=== Section Start ===
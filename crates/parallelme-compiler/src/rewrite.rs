//! Token-stream rewriter.
//!
//! Source edits are expressed as an append-only list of
//! `(range, action, text)` records against the original token stream and
//! resolved in a single pass at render time. Non-edited tokens are emitted
//! verbatim together with their leading trivia, so everything outside the
//! edited ranges survives byte-identically.
//!
//! Overlap discipline: replace/delete ranges may overlap only by strict
//! containment, in which case the outer edit wins and the inner ones
//! (including inserts strictly inside the range) are discarded. Partial
//! overlap is a caller bug and panics.

use parallelme_syntax::{TokenAddress, TokenStream};
use std::collections::HashMap;

#[derive(Debug, Clone, Copy, PartialEq, Eq)]
enum EditAction {
    Replace,
    Delete,
}

#[derive(Debug, Clone)]
struct SpanEdit {
    range: TokenAddress,
    action: EditAction,
    text: String,
}

/// Append-only rewriter over one file's token stream.
#[derive(Debug)]
pub struct TokenRewriter<'a> {
    stream: &'a TokenStream,
    spans: Vec<SpanEdit>,
    inserts_before: Vec<(u32, String)>,
    inserts_after: Vec<(u32, String)>,
}

impl<'a> TokenRewriter<'a> {
    /// Create a rewriter with no edits.
    pub fn new(stream: &'a TokenStream) -> Self {
        Self {
            stream,
            spans: Vec::new(),
            inserts_before: Vec::new(),
            inserts_after: Vec::new(),
        }
    }

    /// Insert `text` immediately before the token at `index` (after its
    /// leading trivia).
    pub fn insert_before(&mut self, index: u32, text: impl Into<String>) {
        self.inserts_before.push((index, text.into()));
    }

    /// Insert `text` immediately after the token at `index`.
    pub fn insert_after(&mut self, index: u32, text: impl Into<String>) {
        self.inserts_after.push((index, text.into()));
    }

    /// Replace the tokens of `range` with `text`.
    pub fn replace(&mut self, range: TokenAddress, text: impl Into<String>) {
        self.spans.push(SpanEdit {
            range,
            action: EditAction::Replace,
            text: text.into(),
        });
    }

    /// Delete the tokens of `range`.
    pub fn delete(&mut self, range: TokenAddress) {
        self.spans.push(SpanEdit {
            range,
            action: EditAction::Delete,
            text: String::new(),
        });
    }

    /// Resolve all edits into the rewritten source.
    ///
    /// # Panics
    /// Panics if two replace/delete ranges overlap without one strictly
    /// containing the other.
    pub fn render(&self) -> String {
        let outer = self.effective_spans();
        let by_start: HashMap<u32, &SpanEdit> =
            outer.iter().map(|edit| (edit.range.start, *edit)).collect();

        let mut before: HashMap<u32, Vec<&str>> = HashMap::new();
        for (index, text) in &self.inserts_before {
            before.entry(*index).or_default().push(text);
        }
        let mut after: HashMap<u32, Vec<&str>> = HashMap::new();
        for (index, text) in &self.inserts_after {
            after.entry(*index).or_default().push(text);
        }

        let mut output = String::with_capacity(self.stream.source().len());
        let mut i: u32 = 0;
        let len = self.stream.len() as u32;
        while i < len {
            output.push_str(self.stream.leading_trivia(i));
            if let Some(texts) = before.get(&i) {
                for text in texts {
                    output.push_str(text);
                }
            }
            if let Some(edit) = by_start.get(&i) {
                if edit.action == EditAction::Replace {
                    output.push_str(&edit.text);
                }
                let stop = edit.range.stop;
                if let Some(texts) = after.get(&stop) {
                    for text in texts {
                        output.push_str(text);
                    }
                }
                i = stop + 1;
            } else {
                output.push_str(self.stream.text(i));
                if let Some(texts) = after.get(&i) {
                    for text in texts {
                        output.push_str(text);
                    }
                }
                i += 1;
            }
        }
        output.push_str(self.stream.trailing_trivia());
        output
    }

    /// Sort spans and drop those strictly contained in an earlier (outer)
    /// span; panic on partial overlap.
    fn effective_spans(&self) -> Vec<&SpanEdit> {
        let mut sorted: Vec<&SpanEdit> = self.spans.iter().collect();
        sorted.sort_by(|a, b| {
            a.range
                .start
                .cmp(&b.range.start)
                .then(b.range.stop.cmp(&a.range.stop))
        });
        let mut outer: Vec<&SpanEdit> = Vec::new();
        for edit in sorted {
            if let Some(last) = outer.last() {
                if edit.range.start <= last.range.stop {
                    assert!(
                        last.range.contains(&edit.range),
                        "overlapping edits without containment: [{}, {}] vs [{}, {}]",
                        last.range.start,
                        last.range.stop,
                        edit.range.start,
                        edit.range.stop
                    );
                    continue; // inner edit, outer wins
                }
            }
            outer.push(edit);
        }
        outer
    }
}

#[cfg(test)]
mod tests {
    use super::*;

    fn stream(source: &str) -> TokenStream {
        TokenStream::lex(source).expect("lexing should succeed")
    }

    #[test]
    fn test_no_edits_is_identity() {
        let source = "  int a = 1; // keep\n";
        let s = stream(source);
        let rewriter = TokenRewriter::new(&s);
        assert_eq!(rewriter.render(), source);
    }

    #[test]
    fn test_replace_preserves_surroundings() {
        let s = stream("int a = 1;\nint b = 2;\n");
        let mut rewriter = TokenRewriter::new(&s);
        // Replace `int a = 1;` (tokens 0..=4)
        rewriter.replace(s.address(0, 4), "float a = 1.0f;");
        assert_eq!(rewriter.render(), "float a = 1.0f;\nint b = 2;\n");
    }

    #[test]
    fn test_delete_keeps_leading_trivia() {
        let s = stream("int a;\n  int b;\n");
        let mut rewriter = TokenRewriter::new(&s);
        // Delete `int b;` (tokens 3..=5); its leading newline+indent stays.
        rewriter.delete(s.address(3, 5));
        assert_eq!(rewriter.render(), "int a;\n  \n");
    }

    #[test]
    fn test_insert_before_and_after() {
        let s = stream("class A { }");
        let mut rewriter = TokenRewriter::new(&s);
        rewriter.insert_before(0, "import x.Y;\n");
        rewriter.insert_after(2, "\n\tint n;");
        assert_eq!(rewriter.render(), "import x.Y;\nclass A {\n\tint n; }");
    }

    #[test]
    fn test_adjacent_delete_and_replace() {
        let s = stream("BitmapImage image = new BitmapImage(bitmap);");
        let mut rewriter = TokenRewriter::new(&s);
        // `BitmapImage image =` deleted, `new BitmapImage(bitmap);` replaced.
        rewriter.delete(s.address(0, 2));
        rewriter.replace(s.address(3, 8), "$parallelME.inputBind1(bitmap);");
        assert_eq!(rewriter.render(), " $parallelME.inputBind1(bitmap);");
    }

    #[test]
    fn test_containment_outer_wins() {
        let s = stream("a = b + c;");
        let mut rewriter = TokenRewriter::new(&s);
        rewriter.replace(s.address(2, 4), "x");
        rewriter.replace(s.address(0, 5), "done();");
        assert_eq!(rewriter.render(), "done();");
    }

    #[test]
    fn test_ordering_of_disjoint_edits_is_positional() {
        let s = stream("a; b; c;");
        let mut rewriter = TokenRewriter::new(&s);
        rewriter.replace(s.address(4, 5), "C;");
        rewriter.replace(s.address(0, 1), "A;");
        assert_eq!(rewriter.render(), "A; b; C;");
    }

    #[test]
    #[should_panic(expected = "overlapping edits")]
    fn test_partial_overlap_panics() {
        let s = stream("a = b + c;");
        let mut rewriter = TokenRewriter::new(&s);
        rewriter.replace(s.address(0, 3), "x");
        rewriter.replace(s.address(2, 5), "y");
        let _ = rewriter.render();
    }
}
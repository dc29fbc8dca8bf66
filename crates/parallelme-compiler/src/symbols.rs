//! Scoped symbol table.
//!
//! Symbols live in an arena (`Vec<SymbolData>`) and reference each other
//! through [`SymbolId`] handles — parents point down via child lists and
//! children point up via a parent handle, with no reference cycles. The
//! scope tree is immutable once a file's first pass completes.
//!
//! Lookup semantics: within a scope, the lexically nearest binding of a name
//! is the last one declared; `lookup_upward` walks enclosing scopes until a
//! match is found.

use crate::error::{CompilationError, CompilationResult};
use parallelme_syntax::ast::{LiteralKind, Modifier};
use parallelme_syntax::TokenAddress;

/// Handle into the symbol arena.
#[derive(Debug, Clone, Copy, PartialEq, Eq, Hash)]
pub struct SymbolId(u32);

impl SymbolId {
    fn index(self) -> usize {
        self.0 as usize
    }
}

/// Payload of a symbol.
#[derive(Debug, Clone, PartialEq, Eq)]
pub enum SymbolKind {
    /// Top-level scope of a file
    Root,
    /// A class declaration; `body` covers the braces
    Class { body: TokenAddress },
    /// A method declaration
    Method { signature: String },
    /// A variable declaration (local, field or parameter). `user_library`
    /// marks variables whose declared type the catalog recognizes.
    Variable {
        type_name: String,
        type_parameter: Option<String>,
        modifier: Modifier,
        user_library: bool,
        statement_address: TokenAddress,
    },
    /// A literal creator argument
    Literal { kind: LiteralKind, value: String },
    /// An opaque expression creator argument
    Expression { text: String },
    /// An object creation attributed to a variable
    Creator {
        attributed_object: String,
        arguments: Vec<SymbolId>,
        statement_address: TokenAddress,
    },
}

impl SymbolKind {
    fn discriminant(&self) -> u8 {
        match self {
            SymbolKind::Root => 0,
            SymbolKind::Class { .. } => 1,
            SymbolKind::Method { .. } => 2,
            SymbolKind::Variable { .. } => 3,
            SymbolKind::Literal { .. } => 4,
            SymbolKind::Expression { .. } => 5,
            SymbolKind::Creator { .. } => 6,
        }
    }
}

/// Filter for lookups and collection.
#[derive(Debug, Clone, Copy, PartialEq, Eq)]
pub enum SymbolFilter {
    Any,
    Class,
    Method,
    Variable,
    /// Variables whose type is a user-library class
    UserLibraryVariable,
    Creator,
}

impl SymbolFilter {
    fn matches(self, kind: &SymbolKind) -> bool {
        match self {
            SymbolFilter::Any => true,
            SymbolFilter::Class => matches!(kind, SymbolKind::Class { .. }),
            SymbolFilter::Method => matches!(kind, SymbolKind::Method { .. }),
            SymbolFilter::Variable => matches!(kind, SymbolKind::Variable { .. }),
            SymbolFilter::UserLibraryVariable => {
                matches!(kind, SymbolKind::Variable { user_library: true, .. })
            }
            SymbolFilter::Creator => matches!(kind, SymbolKind::Creator { .. }),
        }
    }
}

/// One symbol in the arena.
#[derive(Debug, Clone)]
pub struct SymbolData {
    pub name: String,
    pub kind: SymbolKind,
    /// Distinguishes homonyms declared in different scopes
    pub identifier: u32,
    /// Tokens of the declaration itself
    pub address: Option<TokenAddress>,
    parent: Option<SymbolId>,
    children: Vec<SymbolId>,
}

/// Arena-backed scoped symbol table.
#[derive(Debug)]
pub struct SymbolTable {
    arena: Vec<SymbolData>,
}

impl SymbolTable {
    /// Create a table containing only the root scope.
    pub fn new() -> Self {
        Self {
            arena: vec![SymbolData {
                name: String::new(),
                kind: SymbolKind::Root,
                identifier: 0,
                address: None,
                parent: None,
                children: Vec::new(),
            }],
        }
    }

    /// The root scope.
    pub fn root(&self) -> SymbolId {
        SymbolId(0)
    }

    /// Symbol payload.
    pub fn data(&self, id: SymbolId) -> &SymbolData {
        &self.arena[id.index()]
    }

    /// Enclosing scope, None for the root.
    pub fn parent(&self, id: SymbolId) -> Option<SymbolId> {
        self.arena[id.index()].parent
    }

    /// Declare a symbol under `parent`.
    ///
    /// Fails with [`CompilationError::DuplicateInScope`] only when a symbol
    /// with the same name, the same kind and the same identifier already
    /// exists in `parent`. Homonyms with distinct identifiers coexist.
    pub fn declare(
        &mut self,
        parent: SymbolId,
        name: impl Into<String>,
        kind: SymbolKind,
        identifier: u32,
        address: Option<TokenAddress>,
    ) -> CompilationResult<SymbolId> {
        let name = name.into();
        let duplicate = self.arena[parent.index()].children.iter().any(|&child| {
            let data = &self.arena[child.index()];
            data.name == name
                && data.kind.discriminant() == kind.discriminant()
                && data.identifier == identifier
        });
        if duplicate {
            return Err(CompilationError::DuplicateInScope {
                name,
                line: address.map(|a| a.line).unwrap_or(0),
            });
        }
        let id = SymbolId(self.arena.len() as u32);
        self.arena.push(SymbolData {
            name,
            kind,
            identifier,
            address,
            parent: Some(parent),
            children: Vec::new(),
        });
        self.arena[parent.index()].children.push(id);
        Ok(id)
    }

    /// All direct children of `scope` matching `name` and `filter`, in
    /// declaration order.
    pub fn lookup_in_scope(
        &self,
        scope: SymbolId,
        name: &str,
        filter: SymbolFilter,
    ) -> Vec<SymbolId> {
        self.arena[scope.index()]
            .children
            .iter()
            .copied()
            .filter(|&child| {
                let data = &self.arena[child.index()];
                data.name == name && filter.matches(&data.kind)
            })
            .collect()
    }

    /// Walk enclosing scopes from `scope` outward and return the lexically
    /// nearest binding of `name` matching `filter`.
    pub fn lookup_upward(
        &self,
        scope: SymbolId,
        name: &str,
        filter: SymbolFilter,
    ) -> Option<SymbolId> {
        let mut current = Some(scope);
        while let Some(id) = current {
            if let Some(&found) = self.lookup_in_scope(id, name, filter).last() {
                return Some(found);
            }
            current = self.arena[id.index()].parent;
        }
        None
    }

    /// Attach converted argument symbols to a creator, completing its
    /// declaration. Only the first pass calls this; the table is immutable
    /// afterwards.
    pub(crate) fn attach_creator_arguments(&mut self, creator: SymbolId, ids: Vec<SymbolId>) {
        if let SymbolKind::Creator { arguments, .. } = &mut self.arena[creator.index()].kind {
            *arguments = ids;
        }
    }

    /// Pre-order enumeration of symbols under `scope` matching `filter`.
    pub fn collect(&self, scope: SymbolId, filter: SymbolFilter, recursive: bool) -> Vec<SymbolId> {
        let mut result = Vec::new();
        self.collect_into(scope, filter, recursive, &mut result);
        result
    }

    fn collect_into(
        &self,
        scope: SymbolId,
        filter: SymbolFilter,
        recursive: bool,
        result: &mut Vec<SymbolId>,
    ) {
        for &child in &self.arena[scope.index()].children {
            if filter.matches(&self.arena[child.index()].kind) {
                result.push(child);
            }
            if recursive {
                self.collect_into(child, filter, recursive, result);
            }
        }
    }
}

impl Default for SymbolTable {
    fn default() -> Self {
        Self::new()
    }
}
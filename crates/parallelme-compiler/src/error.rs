//! Compilation errors.
//!
//! Every fatal condition the compiler core can surface is a variant of
//! [`CompilationError`]. The orchestrator records the failing file and moves
//! on to the next one; nothing in the core swallows a fatal error.
//!
//! The one non-fatal diagnostic — an operation demoted to sequential because
//! it captures a non-final variable — is a `tracing` warning emitted by the
//! classifier, not an error.

use std::path::PathBuf;
use thiserror::Error;

/// Result type for compilation operations.
pub type CompilationResult<T> = std::result::Result<T, CompilationError>;

/// Fatal compilation failure.
#[derive(Debug, Error)]
pub enum CompilationError {
    /// The source file failed to lex or parse.
    ///
    /// The host-language front end is strict about the subset it accepts;
    /// anything outside it surfaces here with the offending position.
    #[error("syntax error at {line}:{column}: {message}")]
    Syntax {
        /// 1-based line
        line: u32,
        /// 1-based column
        column: u32,
        /// Front-end message
        message: String,
    },

    /// A user-library method is recognized by the catalog but has no
    /// translator for the selected target runtime.
    #[error("method '{method}' is not supported by the {target} runtime")]
    UnsupportedMethod {
        /// User-library method name
        method: String,
        /// Target runtime name
        target: String,
    },

    /// A bind argument is neither a literal, a variable nor an opaque
    /// expression (e.g. a nested creator or a lambda).
    #[error("unsupported argument in user-library bind at line {line}")]
    UnsupportedArgumentShape {
        /// 1-based line of the bind statement
        line: u32,
    },

    /// An operation reached the translation phase in a shape the translators
    /// cannot accept. Indicates an internal invariant break.
    #[error("invalid operation: {detail}")]
    InvalidOperation {
        /// What went wrong
        detail: String,
    },

    /// Two symbols of the same kind and identifier were declared in one
    /// scope during the first pass.
    #[error("duplicate symbol '{name}' in scope at line {line}")]
    DuplicateInScope {
        /// Symbol name
        name: String,
        /// 1-based line of the second declaration
        line: u32,
    },

    /// A file-system error while reading an input or emitting generated
    /// artifacts. Other files may have been partially written; the core does
    /// not roll back.
    #[error("i/o failure at {path}: {source}")]
    GenerationIo {
        /// Path the compiler was writing
        path: PathBuf,
        /// Underlying I/O error
        #[source]
        source: std::io::Error,
    },
}

impl From<parallelme_syntax::LexError> for CompilationError {
    fn from(err: parallelme_syntax::LexError) -> Self {
        CompilationError::Syntax {
            line: err.line,
            column: err.column,
            message: err.to_string(),
        }
    }
}

impl From<parallelme_syntax::ParseError> for CompilationError {
    fn from(err: parallelme_syntax::ParseError) -> Self {
        CompilationError::Syntax {
            line: err.line,
            column: err.column,
            message: err.message,
        }
    }
}
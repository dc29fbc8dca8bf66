//! The host-to-C expression translator boundary.
//!
//! Lowering the statements inside a user function to the kernel C dialect is
//! the job of an external collaborator, modeled as a pure function behind
//! the [`CTranslator`] trait. The compiler core never inspects the result;
//! it only applies its own variable and accessor substitutions afterwards.

use crate::template::replace_identifier;

/// Pure host-fragment to C-fragment translator.
pub trait CTranslator {
    /// Translate a host-language code fragment to the kernel C dialect.
    fn translate(&self, code: &str) -> String;
}

/// Default translator covering the deltas between the accepted host subset
/// and kernel C: modifier removal and primitive spelling.
#[derive(Debug, Clone, Copy, Default)]
pub struct DefaultCTranslator;

impl CTranslator for DefaultCTranslator {
    fn translate(&self, code: &str) -> String {
        let code = replace_identifier(code, "final", "");
        let code = replace_identifier(&code, "boolean", "bool");
        replace_identifier(&code, "String", "const char *")
    }
}
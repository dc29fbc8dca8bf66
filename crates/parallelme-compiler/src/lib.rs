// Allow unwrap in tests
#![cfg_attr(test, allow(clippy::unwrap_used))]

//! Core of the ParallelME source-to-source compiler.
//!
//! Users annotate ordinary host-language classes with a small user library
//! of collections (`BitmapImage`, `HDRImage`, `Array`) and higher-order
//! operations (`foreach`, `map`, `reduce`, `filter`). This crate detects
//! those usages, lifts the user functions into standalone kernels for two
//! target runtimes (RenderScript and the ParallelME C++ runtime), and
//! rewrites the original source so the class delegates to a generated
//! wrapper that picks the best available target at load time.
//!
//! # Pipeline
//!
//! ```text
//! lex/parse (parallelme-syntax)
//!     → collect   first pass: scoped symbol table
//!     → extract   second pass: IR (binds, operations, method calls)
//!     → classify  parallel vs. sequential per operation
//!     → codegen   wrapper interface/classes + kernels per target
//!     → rewrite   token-level edits of the host source
//! ```
//!
//! The [`Compiler`] drives the whole pipeline; the individual passes are
//! public for tests and tooling.

pub mod catalog;
pub mod codegen;
pub mod collect;
pub mod compile;
pub mod ctrans;
pub mod error;
pub mod extract;
pub mod ir;
pub mod rewrite;
pub mod symbols;
pub mod template;

pub use catalog::UserLibraryCatalog;
pub use compile::{CompilationSummary, Compiler};
pub use ctrans::{CTranslator, DefaultCTranslator};
pub use error::{CompilationError, CompilationResult};
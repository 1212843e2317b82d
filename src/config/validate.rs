//! Parameter validation - turns [`PluginInput`] into a [`DeploymentConfig`]

use std::path::Path;

use serde::Deserialize;

use super::types::{AuxFileOverrides, DeploymentConfig, PluginInput, ToolPaths};
use super::ConfigError;

pub const DEFAULT_GCLOUD_CMD: &str = "gcloud";
pub const DEFAULT_APPCFG_CMD: &str = "/go_appengine/appcfg.py";
pub const DEFAULT_KEY_PATH: &str = "/tmp/gcloud.json";

/// Validated configuration plus the credential it was validated against
#[derive(Debug, Clone)]
pub struct Validated {
    pub config: DeploymentConfig,
    /// Trimmed service account key
    pub token: String,
}

#[derive(Deserialize)]
struct ServiceAccountKey {
    #[serde(default)]
    project_id: String,
}

/// Validate raw parameters and apply defaults.
///
/// The key file is written to `key_path` by the caller.
pub fn validate(input: PluginInput, key_path: &Path) -> Result<Validated, ConfigError> {
    let PluginInput { workspace, params } = input;

    // forgive the vagaries of YAML parsing
    let token = params.token.trim().to_string();
    if token.is_empty() {
        return Err(ConfigError::MissingParam("token"));
    }

    let project = if params.project.is_empty() {
        project_from_token(&token).ok_or(ConfigError::MissingProject)?
    } else {
        params.project
    };

    if params.action.is_empty() {
        return Err(ConfigError::MissingParam("action"));
    }

    let config = DeploymentConfig {
        action: params.action,
        project,
        version: non_empty(params.version).map(|v| sanitize_version(&v)),
        flex_image: non_empty(params.flex_image),
        addl_args: params.addl_args,
        addl_flags: params.addl_flags,
        sub_commands: params.sub_commands,
        ae_environment: params.ae_environment,
        template_vars: params.vars,
        aux_files: AuxFileOverrides {
            app: non_empty(params.app_file),
            cron: non_empty(params.cron_file),
            dispatch: non_empty(params.dispatch_file),
            queue: non_empty(params.queue_file),
        },
        tools: ToolPaths {
            gcloud: non_empty(params.gcloud_cmd).unwrap_or_else(|| DEFAULT_GCLOUD_CMD.to_string()),
            appcfg: non_empty(params.appcfg_cmd).unwrap_or_else(|| DEFAULT_APPCFG_CMD.to_string()),
        },
        working_dir: workspace.join(&params.dir),
        max_versions: params.max_versions,
        key_path: key_path.to_path_buf(),
    };

    Ok(Validated { config, token })
}

/// Make a version label safe for App Engine: `/`, `|` and `.` become `-`,
/// then everything is lowercased.
pub fn sanitize_version(version: &str) -> String {
    version
        .chars()
        .map(|c| if matches!(c, '/' | '|' | '.') { '-' } else { c })
        .collect::<String>()
        .to_lowercase()
}

fn project_from_token(token: &str) -> Option<String> {
    serde_json::from_str::<ServiceAccountKey>(token)
        .ok()
        .map(|key| key.project_id)
        .filter(|id| !id.is_empty())
}

fn non_empty(value: String) -> Option<String> {
    if value.is_empty() {
        None
    } else {
        Some(value)
    }
}
//! Output sinks for child processes and the command log

use std::fmt;
use std::io::{self, Read, Write};
use std::process::Stdio;

/// Destination for a stream of output
pub enum Sink {
    /// The parent's own stream
    Inherit,
    /// Discard everything
    Null,
    /// Collect in memory
    Buffer(Vec<u8>),
    /// Forward to an arbitrary writer
    Writer(Box<dyn Write + Send>),
}

impl Sink {
    pub fn buffer() -> Self {
        Sink::Buffer(Vec::new())
    }

    /// Contents collected so far, for `Buffer` sinks
    pub fn buffered(&self) -> Option<&[u8]> {
        match self {
            Sink::Buffer(buf) => Some(buf),
            _ => None,
        }
    }

    /// How the child's stream should be wired
    pub(crate) fn stdio(&self) -> Stdio {
        match self {
            Sink::Inherit => Stdio::inherit(),
            Sink::Null => Stdio::null(),
            Sink::Buffer(_) | Sink::Writer(_) => Stdio::piped(),
        }
    }

    /// Copy a piped child stream into this sink until EOF
    pub(crate) fn pump(&mut self, reader: &mut dyn Read) -> io::Result<u64> {
        match self {
            Sink::Buffer(buf) => io::copy(reader, buf),
            Sink::Writer(writer) => {
                let copied = io::copy(reader, writer)?;
                writer.flush()?;
                Ok(copied)
            }
            Sink::Inherit | Sink::Null => Ok(0),
        }
    }

    /// Write one line; `Inherit` means the process's stdout
    pub(crate) fn write_line(&mut self, line: &str) -> io::Result<()> {
        match self {
            Sink::Inherit => {
                let mut stdout = io::stdout().lock();
                writeln!(stdout, "{line}")?;
                stdout.flush()
            }
            Sink::Null => Ok(()),
            Sink::Buffer(buf) => writeln!(buf, "{line}"),
            Sink::Writer(writer) => {
                writeln!(writer, "{line}")?;
                writer.flush()
            }
        }
    }
}

impl fmt::Debug for Sink {
    fn fmt(&self, f: &mut fmt::Formatter<'_>) -> fmt::Result {
        match self {
            Sink::Inherit => f.write_str("Inherit"),
            Sink::Null => f.write_str("Null"),
            Sink::Buffer(buf) => write!(f, "Buffer({} bytes)", buf.len()),
            Sink::Writer(_) => f.write_str("Writer"),
        }
    }
}
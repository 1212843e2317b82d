//! Domain Ports (Interfaces)
//!
//! The only boundary the domain needs is running an external program.
//! Infrastructure provides the process-backed implementation; tests provide
//! recording fakes.

pub mod command_runner;

pub use command_runner::{CommandError, CommandRunner};
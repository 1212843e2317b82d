//! Deployment tool strategies
//!
//! Each tool family knows which program to run, which auxiliary files it
//! reads, and how to lay out its arguments.

mod appcfg;
mod gcloud;

pub use appcfg::AppCfgTool;
pub use gcloud::GcloudTool;

use crate::config::DeploymentConfig;
use crate::domain::value_objects::{AuxFile, ToolFamily};

/// Path of the primary descriptor as passed to `gcloud`
pub const APP_YAML_ARG: &str = "./app.yaml";

/// Strategy for invoking one deployment tool family
pub trait DeployTool {
    /// The family this tool implements
    fn family(&self) -> ToolFamily;

    /// Name of this tool (for logging and errors)
    fn name(&self) -> &'static str {
        self.family().name()
    }

    /// Program to execute
    fn program<'a>(&self, config: &'a DeploymentConfig) -> &'a str;

    /// Tokens placed before the built arguments (e.g. `app` for `gcloud app`)
    fn prefix(&self) -> &'static [&'static str] {
        &[]
    }

    /// Auxiliary files that must be in place before the tool runs
    fn aux_files(&self) -> &'static [AuxFile];

    /// The ordered arguments for `config`
    fn build_args(&self, config: &DeploymentConfig) -> Vec<String>;

    /// Full argument vector: prefix followed by the built arguments
    fn command_args(&self, config: &DeploymentConfig) -> Vec<String> {
        self.prefix()
            .iter()
            .map(|token| token.to_string())
            .chain(self.build_args(config))
            .collect()
    }
}

/// Append `key value` for every additional argument pair.
///
/// Map iteration order is unspecified; each pair stays adjacent.
pub(crate) fn push_addl_args(args: &mut Vec<String>, config: &DeploymentConfig) {
    for (key, value) in &config.addl_args {
        args.push(key.clone());
        args.push(value.clone());
    }
}
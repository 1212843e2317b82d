//! Process execution
//!
//! `Environ` runs external programs with a fixed working directory and
//! environment, logging a redacted command line before each one.

mod capture;
mod environ;
mod sink;

pub use capture::StdoutCapture;
pub use environ::Environ;
pub use sink::Sink;
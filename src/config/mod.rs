//! Configuration for gae-deploy
//!
//! Parameters come from exactly one source, chosen in this order:
//! 1. A TOML file passed with `--config`
//! 2. Drone 0.5+ environment variables (`DRONE_WORKSPACE` is set)
//! 3. Drone 0.4 JSON on stdin
//!
//! Raw parameters are then validated into an immutable [`DeploymentConfig`].

mod loader;
mod types;
mod validate;

pub use loader::{from_env, from_json_reader, from_toml_file, load, ConfigWarning};
pub use types::{AuxFileOverrides, DeploymentConfig, PluginInput, RawParams, ToolPaths};
pub use validate::{
    sanitize_version, validate, Validated, DEFAULT_APPCFG_CMD, DEFAULT_GCLOUD_CMD, DEFAULT_KEY_PATH,
};

use thiserror::Error;

/// Errors raised while loading or validating parameters
#[derive(Error, Debug)]
pub enum ConfigError {
    /// A JSON-encoded parameter did not have the expected shape
    #[error("could not parse param {param} into a {expected}")]
    InvalidParam {
        param: &'static str,
        expected: &'static str,
    },

    /// A required parameter is empty
    #[error("missing required param: {0}")]
    MissingParam(&'static str),

    /// No project parameter and none in the service account key
    #[error("project id not found in token or param")]
    MissingProject,

    /// Neither the Drone environment nor piped stdin provided parameters
    #[error("no plugin parameters: DRONE_WORKSPACE is not set and stdin is a terminal")]
    NoInput,

    /// Drone 0.4 stdin payload could not be decoded
    #[error("invalid plugin input on stdin: {0}")]
    Stdin(#[source] serde_json::Error),

    /// TOML config file could not be parsed
    #[error("invalid config file {path}: {message}")]
    File {
        path: std::path::PathBuf,
        message: String,
    },

    /// IO error
    #[error("IO error: {0}")]
    Io(#[from] std::io::Error),
}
=== Section End ===
DESCRIPTION OF THE TASK:
Lines wanted from the listing above: the line with "or validating parameters" up to and including the line with "parameter is empty". Please write them out exactly, adding nothing else.

TASK RESULT:
/// Errors raised while loading or validating parameters
#[derive(Error, Debug)]
pub enum ConfigError {
    /// A JSON-encoded parameter did not have the expected shape
    #[error("could not parse param {param} into a {expected}")]
    InvalidParam {
        param: &'static str,
        expected: &'static str,
    },

    /// A required parameter is empty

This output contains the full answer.